Monday was one of these lazy, lovely mornings and afterward we took the kids to the Museum of Glass where we saw these exhibits. My favorite was a glass forest in the Glimmering Gone exhibition: layers of clear glass forming the likenesses of underbrush and trees with a mirrored river cutting through. Sublime! I would have stood there all morning if I’d been alone.

No cameras are allowed in the museum so I can’t show it to you, but I did catch an image of the kids near the entrance to the museum.


It was raining when we went in and also as we left, adding to the charm of being indoors among beautiful objects for the morning.

Because of all the showers this week, we’ve spent a lot of time indoors at home, too. And something that makes it cozy? Sea vegetables. Since we’re still waiting for the foraging season to begin, over the next few weeks we’ll turn our attention to different types of sea veggies.

As you’ll see in this week’s salad, sea vegetables often don’t require cooking. Rehydrate and – voila. You have salad. And they’re full of good stuff. Nutrients in sea vegetables – a laundry list of vitamins, minerals and trace elements – are highly bioavailable, meaning it’s easier for the body to absorb them than those in land plants.

Wakame is native to the California coast and that’s where the seaweed I used in today’s recipe came from. (I wrote about the company that harvests it once. You can go here and scroll down to the sea veggies article to find out a bit about the mindful, hardworking folks at Rising Tide Sea Vegetables.)

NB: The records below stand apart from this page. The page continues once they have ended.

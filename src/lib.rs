//! # Notelingo
//!
//! 短文本笔记服务：笔记的增删改查、读穿透缓存，以及在请求路径之外执行的异步翻译任务。
//!
//! ## 模块组织
//!
//! - `model` - 笔记实体、载荷与序列化快照
//! - `repository` - 笔记仓库（内存 / redb）
//! - `cache` - 带 TTL 的笔记快照缓存
//! - `jobs` - 翻译任务状态机与任务队列
//! - `translator` - 外部翻译函数接口与 HTTP 实现
//! - `worker` - 翻译工作者与工作池
//! - `service` - 面向请求的笔记服务
//! - `config` / `env` - 配置文件与环境变量
//! - `app` - 组件装配
//! - `web` - HTTP 接口（可选）

pub mod app;
pub mod cache;
pub mod config;
pub mod env;
pub mod error;
pub mod jobs;
#[cfg(feature = "web")]
pub mod logging;
pub mod model;
pub mod repository;
pub mod service;
pub mod translator;
#[cfg(feature = "web")]
pub mod web;
pub mod worker;

pub use app::Application;
pub use config::AppConfig;
pub use error::{NoteError, NoteResult};
pub use model::{NewNote, Note, NoteChanges, NoteId, NoteSnapshot};
pub use service::NoteService;
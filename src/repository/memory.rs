//! 进程内笔记仓库

use std::collections::BTreeMap;
use std::sync::atomic::{AtomicU64, Ordering};
use std::sync::{PoisonError, RwLock};

use chrono::Utc;

use super::{sort_newest_first, NoteRepository};
use crate::error::{NoteError, NoteResult};
use crate::model::{NewNote, Note, NoteChanges, NoteId};

/// 基于 `RwLock<BTreeMap>` 的内存仓库
#[derive(Debug)]
pub struct MemoryNoteRepository {
    notes: RwLock<BTreeMap<NoteId, Note>>,
    next_id: AtomicU64,
}

impl MemoryNoteRepository {
    pub fn new() -> Self {
        Self {
            notes: RwLock::new(BTreeMap::new()),
            next_id: AtomicU64::new(1),
        }
    }

    /// 当前笔记数量
    pub fn len(&self) -> usize {
        self.notes
            .read()
            .unwrap_or_else(PoisonError::into_inner)
            .len()
    }

    pub fn is_empty(&self) -> bool {
        self.len() == 0
    }
}

impl Default for MemoryNoteRepository {
    fn default() -> Self {
        Self::new()
    }
}

impl NoteRepository for MemoryNoteRepository {
    fn create(&self, fields: NewNote) -> NoteResult<Note> {
        let id = self.next_id.fetch_add(1, Ordering::SeqCst);
        let note = Note::new(id, fields, Utc::now());

        let mut notes = self.notes.write().unwrap_or_else(PoisonError::into_inner);
        notes.insert(id, note.clone());
        Ok(note)
    }

    fn get(&self, id: NoteId) -> NoteResult<Note> {
        let notes = self.notes.read().unwrap_or_else(PoisonError::into_inner);
        notes.get(&id).cloned().ok_or(NoteError::NotFound(id))
    }

    fn update(&self, id: NoteId, changes: NoteChanges) -> NoteResult<Note> {
        let mut notes = self.notes.write().unwrap_or_else(PoisonError::into_inner);
        let note = notes.get_mut(&id).ok_or(NoteError::NotFound(id))?;
        note.apply(changes, Utc::now());
        Ok(note.clone())
    }

    fn delete(&self, id: NoteId) -> NoteResult<()> {
        let mut notes = self.notes.write().unwrap_or_else(PoisonError::into_inner);
        notes.remove(&id).map(|_| ()).ok_or(NoteError::NotFound(id))
    }

    fn list(&self) -> NoteResult<Vec<Note>> {
        let notes = self.notes.read().unwrap_or_else(PoisonError::into_inner);
        let mut all: Vec<Note> = notes.values().cloned().collect();
        sort_newest_first(&mut all);
        Ok(all)
    }
}

#[cfg(test)]
mod tests {
    use super::*;
    use crate::model::Translation;

    #[test]
    fn test_crud_round() {
        let repo = MemoryNoteRepository::new();
        let note = repo.create(NewNote::new("T", "Hello", "en")).unwrap();
        assert_eq!(note.id, 1);
        assert_eq!(repo.get(1).unwrap(), note);

        let changes = NoteChanges {
            title: Some("Renamed".into()),
            ..Default::default()
        };
        let updated = repo.update(1, changes).unwrap();
        assert_eq!(updated.title, "Renamed");
        assert_eq!(repo.get(1).unwrap().title, "Renamed");
        assert!(updated.updated_at >= note.updated_at);

        repo.delete(1).unwrap();
        assert_eq!(repo.get(1), Err(NoteError::NotFound(1)));
        assert!(repo.is_empty());
    }

    #[test]
    fn test_missing_note_operations() {
        let repo = MemoryNoteRepository::new();
        assert_eq!(
            repo.update(9, NoteChanges::translated(Translation::new("x", "fr"))),
            Err(NoteError::NotFound(9))
        );
        assert_eq!(repo.delete(9), Err(NoteError::NotFound(9)));
    }

    #[test]
    fn test_list_newest_first() {
        let repo = MemoryNoteRepository::new();
        for title in ["a", "b", "c"] {
            repo.create(NewNote::new(title, "text", "en")).unwrap();
        }

        let ids: Vec<NoteId> = repo.list().unwrap().iter().map(|n| n.id).collect();
        assert_eq!(ids, vec![3, 2, 1]);
    }

    #[test]
    fn test_ids_are_never_reused() {
        let repo = MemoryNoteRepository::new();
        let first = repo.create(NewNote::new("a", "text", "en")).unwrap();
        repo.delete(first.id).unwrap();
        let second = repo.create(NewNote::new("b", "text", "en")).unwrap();
        assert_ne!(first.id, second.id);
    }
}
//! 笔记缓存
//!
//! 以笔记标识符为键保存最近一次返回的序列化快照。缓存只用于读加速，
//! 永远不是数据的权威来源：条目只会整体写入或整体删除，过期后视为未命中。

use std::num::NonZeroUsize;
use std::sync::{Mutex, PoisonError};
use std::time::{Duration, Instant};

use lru::LruCache;
use serde::Serialize;

use crate::model::{NoteId, NoteSnapshot};

/// 默认缓存有效期
pub const DEFAULT_TTL: Duration = Duration::from_secs(300);
/// 默认缓存容量
pub const DEFAULT_CAPACITY: usize = 10_000;

/// 缓存接口
///
/// 所有操作都是尽力而为的，不返回错误。`delete` 是幂等的。
pub trait NoteCache: Send + Sync {
    /// 获取未过期的快照
    fn get(&self, id: NoteId) -> Option<NoteSnapshot>;

    /// 整体写入快照
    fn set(&self, id: NoteId, snapshot: NoteSnapshot, ttl: Duration);

    /// 删除条目，键不存在时什么也不做
    fn delete(&self, id: NoteId);

    /// 当前失效代数，每次 `delete` 都会推进
    fn generation(&self, _id: NoteId) -> u64 {
        0
    }

    /// 仅当失效代数仍为 `generation` 时写入，返回是否写入
    ///
    /// 读取方在查询仓库前记录代数，若其间发生了写入后的失效，
    /// 旧快照就不会再被放回缓存。
    fn set_if_generation(
        &self,
        id: NoteId,
        snapshot: NoteSnapshot,
        ttl: Duration,
        generation: u64,
    ) -> bool {
        let _ = generation;
        self.set(id, snapshot, ttl);
        true
    }

    /// 统计信息
    fn stats(&self) -> CacheStats {
        CacheStats::default()
    }
}

/// 缓存统计信息
#[derive(Debug, Default, Clone, PartialEq, Eq, Serialize)]
pub struct CacheStats {
    pub hits: u64,
    pub misses: u64,
    pub sets: u64,
    pub deletes: u64,
    pub expired: u64,
    pub evictions: u64,
    pub stale_sets_skipped: u64,
    pub entries: usize,
}

impl CacheStats {
    /// 计算缓存命中率
    pub fn hit_rate(&self) -> f64 {
        let total = self.hits + self.misses;
        if total == 0 {
            0.0
        } else {
            self.hits as f64 / total as f64
        }
    }
}

/// 缓存条目
#[derive(Debug, Clone)]
struct CacheEntry {
    snapshot: NoteSnapshot,
    inserted_at: Instant,
    ttl: Duration,
}

impl CacheEntry {
    fn new(snapshot: NoteSnapshot, ttl: Duration) -> Self {
        Self {
            snapshot,
            inserted_at: Instant::now(),
            ttl,
        }
    }

    /// 检查条目是否过期
    fn is_expired(&self) -> bool {
        self.inserted_at.elapsed() >= self.ttl
    }
}

struct Inner {
    entries: LruCache<NoteId, CacheEntry>,
    /// 最近失效过的键的代数，容量与条目相同
    generations: LruCache<NoteId, u64>,
    /// 没有单独记录的键使用的代数，只增不减
    generation_floor: u64,
    next_generation: u64,
    stats: CacheStats,
}

impl Inner {
    fn generation(&self, id: NoteId) -> u64 {
        self.generations
            .peek(&id)
            .copied()
            .unwrap_or(self.generation_floor)
    }

    /// 推进某个键的代数
    ///
    /// 被挤出的记录把它的代数并入下限，因此读取期间发生过的失效
    /// 即使记录已被淘汰也仍然可见。
    fn bump_generation(&mut self, id: NoteId) {
        self.next_generation += 1;
        let generation = self.next_generation;
        if let Some((evicted, old)) = self.generations.push(id, generation) {
            if evicted != id {
                self.generation_floor = self.generation_floor.max(old);
            }
        }
    }

    fn insert(&mut self, id: NoteId, snapshot: NoteSnapshot, ttl: Duration) {
        if let Some((evicted, _)) = self.entries.push(id, CacheEntry::new(snapshot, ttl)) {
            if evicted != id {
                self.stats.evictions += 1;
            }
        }
        self.stats.sets += 1;
    }
}

/// 进程内 LRU 缓存，支持按条目 TTL 过期
pub struct MemoryNoteCache {
    inner: Mutex<Inner>,
}

impl MemoryNoteCache {
    /// 使用默认容量创建缓存
    pub fn new() -> Self {
        Self::with_capacity(DEFAULT_CAPACITY)
    }

    /// 使用指定容量创建缓存
    pub fn with_capacity(capacity: usize) -> Self {
        let capacity = NonZeroUsize::new(capacity).unwrap_or(NonZeroUsize::MIN);
        Self {
            inner: Mutex::new(Inner {
                entries: LruCache::new(capacity),
                generations: LruCache::new(capacity),
                generation_floor: 0,
                next_generation: 0,
                stats: CacheStats::default(),
            }),
        }
    }

    fn lock(&self) -> std::sync::MutexGuard<'_, Inner> {
        self.inner.lock().unwrap_or_else(PoisonError::into_inner)
    }

    /// 是否存在未过期的条目（不影响统计和 LRU 顺序）
    pub fn contains(&self, id: NoteId) -> bool {
        self.lock()
            .entries
            .peek(&id)
            .map(|entry| !entry.is_expired())
            .unwrap_or(false)
    }

    /// 当前条目数量（包括尚未清理的过期条目）
    pub fn len(&self) -> usize {
        self.lock().entries.len()
    }

    pub fn is_empty(&self) -> bool {
        self.len() == 0
    }

    /// 清理过期条目，返回清理数量
    pub fn cleanup_expired(&self) -> usize {
        let mut inner = self.lock();
        let expired: Vec<NoteId> = inner
            .entries
            .iter()
            .filter(|(_, entry)| entry.is_expired())
            .map(|(id, _)| *id)
            .collect();

        for id in &expired {
            inner.entries.pop(id);
        }
        inner.stats.expired += expired.len() as u64;
        expired.len()
    }
}

impl Default for MemoryNoteCache {
    fn default() -> Self {
        Self::new()
    }
}

impl NoteCache for MemoryNoteCache {
    fn get(&self, id: NoteId) -> Option<NoteSnapshot> {
        let mut guard = self.lock();
        let inner = &mut *guard;

        let expired = match inner.entries.get(&id) {
            Some(entry) if !entry.is_expired() => {
                let snapshot = entry.snapshot.clone();
                inner.stats.hits += 1;
                tracing::debug!("缓存命中: note {}", id);
                return Some(snapshot);
            }
            Some(_) => true,
            None => false,
        };

        if expired {
            inner.entries.pop(&id);
            inner.stats.expired += 1;
        }
        inner.stats.misses += 1;
        tracing::debug!("缓存未命中: note {}", id);
        None
    }

    fn set(&self, id: NoteId, snapshot: NoteSnapshot, ttl: Duration) {
        self.lock().insert(id, snapshot, ttl);
    }

    fn delete(&self, id: NoteId) {
        let mut inner = self.lock();
        inner.entries.pop(&id);
        inner.bump_generation(id);
        inner.stats.deletes += 1;
    }

    fn generation(&self, id: NoteId) -> u64 {
        self.lock().generation(id)
    }

    fn set_if_generation(
        &self,
        id: NoteId,
        snapshot: NoteSnapshot,
        ttl: Duration,
        generation: u64,
    ) -> bool {
        let mut inner = self.lock();
        if inner.generation(id) != generation {
            inner.stats.stale_sets_skipped += 1;
            tracing::debug!("快照在读取期间已失效，跳过写入缓存: note {}", id);
            return false;
        }
        inner.insert(id, snapshot, ttl);
        true
    }

    fn stats(&self) -> CacheStats {
        let inner = self.lock();
        let mut stats = inner.stats.clone();
        stats.entries = inner.entries.len();
        stats
    }
}

/// 禁用缓存时使用：所有读取均未命中
#[derive(Debug, Default, Clone, Copy)]
pub struct NoCache;

impl NoteCache for NoCache {
    fn get(&self, _id: NoteId) -> Option<NoteSnapshot> {
        None
    }

    fn set(&self, _id: NoteId, _snapshot: NoteSnapshot, _ttl: Duration) {}

    fn delete(&self, _id: NoteId) {}
}
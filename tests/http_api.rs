//! HTTP 接口集成测试

use axum::body::{to_bytes, Body};
use axum::http::{Request, StatusCode};
use axum::Router;
use serde_json::{json, Value};
use tower::ServiceExt;

use notelingo::config::AppConfig;
use notelingo::web::create_router;
use notelingo::Application;

#[allow(dead_code)]
mod common {
    include!("common/mod.rs");
}

use common::fixed_translator;

fn test_app() -> (Router, Application) {
    let app = Application::build(&AppConfig::default(), fixed_translator("Bonjour")).unwrap();
    (create_router(app.app_state()), app)
}

async fn send(router: &Router, method: &str, uri: &str, body: Option<Value>) -> (StatusCode, Value) {
    let builder = Request::builder().method(method).uri(uri);
    let request = match body {
        Some(body) => builder
            .header("content-type", "application/json")
            .body(Body::from(body.to_string()))
            .unwrap(),
        None => builder.body(Body::empty()).unwrap(),
    };

    let response = router.clone().oneshot(request).await.unwrap();
    let status = response.status();
    let bytes = to_bytes(response.into_body(), usize::MAX).await.unwrap();
    let value = if bytes.is_empty() {
        Value::Null
    } else {
        serde_json::from_slice(&bytes).unwrap()
    };
    (status, value)
}

async fn create(router: &Router, title: &str) -> Value {
    let (status, note) = send(
        router,
        "POST",
        "/api/notes",
        Some(json!({"title": title, "original_text": "Hello"})),
    )
    .await;
    assert_eq!(status, StatusCode::CREATED);
    note
}

#[tokio::test]
async fn test_create_and_get_note() {
    let (router, _app) = test_app();

    let created = create(&router, "T").await;
    assert_eq!(created["original_language"], "en");
    assert_eq!(created["translated_text"], Value::Null);
    assert_eq!(created["translated_language"], Value::Null);

    let uri = format!("/api/notes/{}", created["id"]);
    let (status, fetched) = send(&router, "GET", &uri, None).await;
    assert_eq!(status, StatusCode::OK);
    assert_eq!(fetched, created);
}

#[tokio::test]
async fn test_list_newest_first() {
    let (router, _app) = test_app();
    create(&router, "first").await;
    create(&router, "second").await;

    let (status, list) = send(&router, "GET", "/api/notes", None).await;
    assert_eq!(status, StatusCode::OK);
    let titles: Vec<&str> = list
        .as_array()
        .unwrap()
        .iter()
        .map(|n| n["title"].as_str().unwrap())
        .collect();
    assert_eq!(titles, vec!["second", "first"]);
}

#[tokio::test]
async fn test_update_and_delete() {
    let (router, _app) = test_app();
    let created = create(&router, "T").await;
    let uri = format!("/api/notes/{}", created["id"]);

    // 客户端提交的译文字段被忽略
    let (status, patched) = send(
        &router,
        "PATCH",
        &uri,
        Some(json!({"title": "Renamed", "translated_text": "hack"})),
    )
    .await;
    assert_eq!(status, StatusCode::OK);
    assert_eq!(patched["title"], "Renamed");
    assert_eq!(patched["translated_text"], Value::Null);

    let (status, replaced) = send(
        &router,
        "PUT",
        &uri,
        Some(json!({"title": "Whole", "original_text": "Hola", "original_language": "es"})),
    )
    .await;
    assert_eq!(status, StatusCode::OK);
    assert_eq!(replaced["original_language"], "es");

    let (status, _) = send(&router, "DELETE", &uri, None).await;
    assert_eq!(status, StatusCode::NO_CONTENT);

    let (status, body) = send(&router, "GET", &uri, None).await;
    assert_eq!(status, StatusCode::NOT_FOUND);
    assert!(body["error"].is_string());

    let (status, _) = send(&router, "DELETE", &uri, None).await;
    assert_eq!(status, StatusCode::NOT_FOUND);
}

#[tokio::test]
async fn test_invalid_note_is_bad_request() {
    let (router, _app) = test_app();
    let (status, body) = send(
        &router,
        "POST",
        "/api/notes",
        Some(json!({"title": "   ", "original_text": "Hello"})),
    )
    .await;
    assert_eq!(status, StatusCode::BAD_REQUEST);
    assert_eq!(body["error"], "title may not be blank.");
}

#[tokio::test]
async fn test_malformed_body_is_bad_request() {
    let (router, _app) = test_app();

    let (status, body) = send(&router, "POST", "/api/notes", Some(json!({"title": "T"}))).await;
    assert_eq!(status, StatusCode::BAD_REQUEST);
    assert!(body["error"].as_str().unwrap().contains("original_text"));

    let (status, body) = send(
        &router,
        "POST",
        "/api/notes",
        Some(json!({"title": 5, "original_text": "Hello"})),
    )
    .await;
    assert_eq!(status, StatusCode::BAD_REQUEST);
    assert!(body["error"].is_string());

    let created = create(&router, "T").await;
    let uri = format!("/api/notes/{}", created["id"]);
    let request = Request::builder()
        .method("PATCH")
        .uri(&uri)
        .header("content-type", "application/json")
        .body(Body::from("{not json"))
        .unwrap();
    let response = router.clone().oneshot(request).await.unwrap();
    assert_eq!(response.status(), StatusCode::BAD_REQUEST);
    let bytes = to_bytes(response.into_body(), usize::MAX).await.unwrap();
    let body: Value = serde_json::from_slice(&bytes).unwrap();
    assert!(body["error"].is_string());

    let (status, _) = send(&router, "PUT", &uri, Some(json!({"title": "only"}))).await;
    assert_eq!(status, StatusCode::BAD_REQUEST);
}

#[tokio::test]
async fn test_durable_storage_through_router() {
    let dir = tempfile::tempdir().unwrap();
    let mut config = AppConfig::default();
    config.storage.path = Some(dir.path().join("notes.redb"));

    let app = Application::build(&config, fixed_translator("x")).unwrap();
    let router = create_router(app.app_state());

    let created = create(&router, "Saved").await;
    let uri = format!("/api/notes/{}", created["id"]);
    let (status, fetched) = send(&router, "GET", &uri, None).await;
    assert_eq!(status, StatusCode::OK);
    assert_eq!(fetched["title"], "Saved");

    let (status, _) = send(&router, "DELETE", &uri, None).await;
    assert_eq!(status, StatusCode::NO_CONTENT);
    let (status, _) = send(&router, "GET", &uri, None).await;
    assert_eq!(status, StatusCode::NOT_FOUND);
}

#[tokio::test]
async fn test_translate_accepted_and_rejected() {
    let (router, _app) = test_app();
    let created = create(&router, "T").await;
    let uri = format!("/api/notes/{}/translate", created["id"]);

    let (status, body) = send(&router, "POST", &uri, Some(json!({"target_language": "fr"}))).await;
    assert_eq!(status, StatusCode::ACCEPTED);
    assert_eq!(body["message"], "Translation task started.");

    let (status, body) = send(&router, "POST", &uri, Some(json!({}))).await;
    assert_eq!(status, StatusCode::BAD_REQUEST);
    assert_eq!(body["error"], "Target language not provided.");

    let (status, body) = send(&router, "POST", &uri, None).await;
    assert_eq!(status, StatusCode::BAD_REQUEST);
    assert_eq!(body["error"], "Target language not provided.");

    let (status, _) = send(
        &router,
        "POST",
        "/api/notes/999/translate",
        Some(json!({"target_language": "fr"})),
    )
    .await;
    assert_eq!(status, StatusCode::NOT_FOUND);
}

#[tokio::test]
async fn test_translation_visible_after_worker_runs() {
    let (router, app) = test_app();
    let created = create(&router, "T").await;
    let id = created["id"].as_u64().unwrap();

    let (service, workers) = app.spawn_workers(async {
        tokio::time::sleep(std::time::Duration::from_millis(300)).await;
    });
    let (status, _) = send(
        &router,
        "POST",
        &format!("/api/notes/{}/translate", id),
        Some(json!({"target_language": "fr"})),
    )
    .await;
    assert_eq!(status, StatusCode::ACCEPTED);
    workers.await.unwrap();

    let note = service.read_note(id).unwrap();
    assert_eq!(note.translated_text(), Some("Bonjour"));

    let (_, fetched) = send(&router, "GET", &format!("/api/notes/{}", id), None).await;
    assert_eq!(fetched["translated_text"], "Bonjour");
    assert_eq!(fetched["translated_language"], "fr");
}

#[tokio::test]
async fn test_stats_and_health() {
    let (router, _app) = test_app();
    let created = create(&router, "T").await;
    let uri = format!("/api/notes/{}", created["id"]);
    send(&router, "GET", &uri, None).await;
    send(&router, "GET", &uri, None).await;

    let (status, stats) = send(&router, "GET", "/api/stats", None).await;
    assert_eq!(status, StatusCode::OK);
    assert_eq!(stats["cache"]["hits"], 1);
    assert_eq!(stats["cache"]["misses"], 1);
    assert_eq!(stats["service"]["notes_created"], 1);
    assert!(stats["dead_letters"].as_array().unwrap().is_empty());

    let (status, health) = send(&router, "GET", "/health", None).await;
    assert_eq!(status, StatusCode::OK);
    assert_eq!(health["status"], "ok");
}

#[tokio::test]
async fn test_queue_full_is_service_unavailable() {
    let mut config = AppConfig::default();
    config.worker.queue_capacity = 1;
    let app = Application::build(&config, fixed_translator("x")).unwrap();
    let router = create_router(app.app_state());

    let created = create(&router, "T").await;
    let uri = format!("/api/notes/{}/translate", created["id"]);
    let body = Some(json!({"target_language": "fr"}));

    let (status, _) = send(&router, "POST", &uri, body.clone()).await;
    assert_eq!(status, StatusCode::ACCEPTED);
    let (status, _) = send(&router, "POST", &uri, body).await;
    assert_eq!(status, StatusCode::SERVICE_UNAVAILABLE);

    drop(app);
}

Sea vegetables may not be local in the strictest sense, but they’re wildcrafted and sourced on the West Coast. And since dried sea vegetables keep for a long period of time, they’re something to keep on hand in the cupboard. You never know when you might want a comforting broth or simple salad on a rainy day.


Salad of the Sea
by Chie

Wakame is traditionally used in miso soup, and in a summer salad
with cucumbers. This is a refreshing, mineral-rich salad with Asian
flavors. I love to have this on hand as a side dish.

½ c dried wakame seaweed
3 T tamari
2 T extra virgin olive oil
2 tsp toasted sesame oil
2 T apple cider vinegar
juice of ½  – 1 lemon
1 tsp maple syrup (optional)
1 T ginger, minced
2 cloves garlic, minced
½ bunch green onions, thinly sliced
½ – 1 bunch cilantro, stemmed and chopped
½ – 1 bunch Italian parsley, stemmed and chopped
1 tsp Celtic sea salt
¼ c toasted brown sesame seeds, ground

Soak the wakame in water to rehydrate, about 15 minutes.
Drain and chop into bite-sized pieces.
Mix the rest of the ingredients in a medium bowl and stir in the wakame.

Adjust the amount of cilantro and parsley depending on how
much green you like in your salad. I like to add finely chopped daikon
radish, carrots or celery for more color, crunch, vitamins and flavor.

Allow the flavors to marry for an hour or so. Enjoy!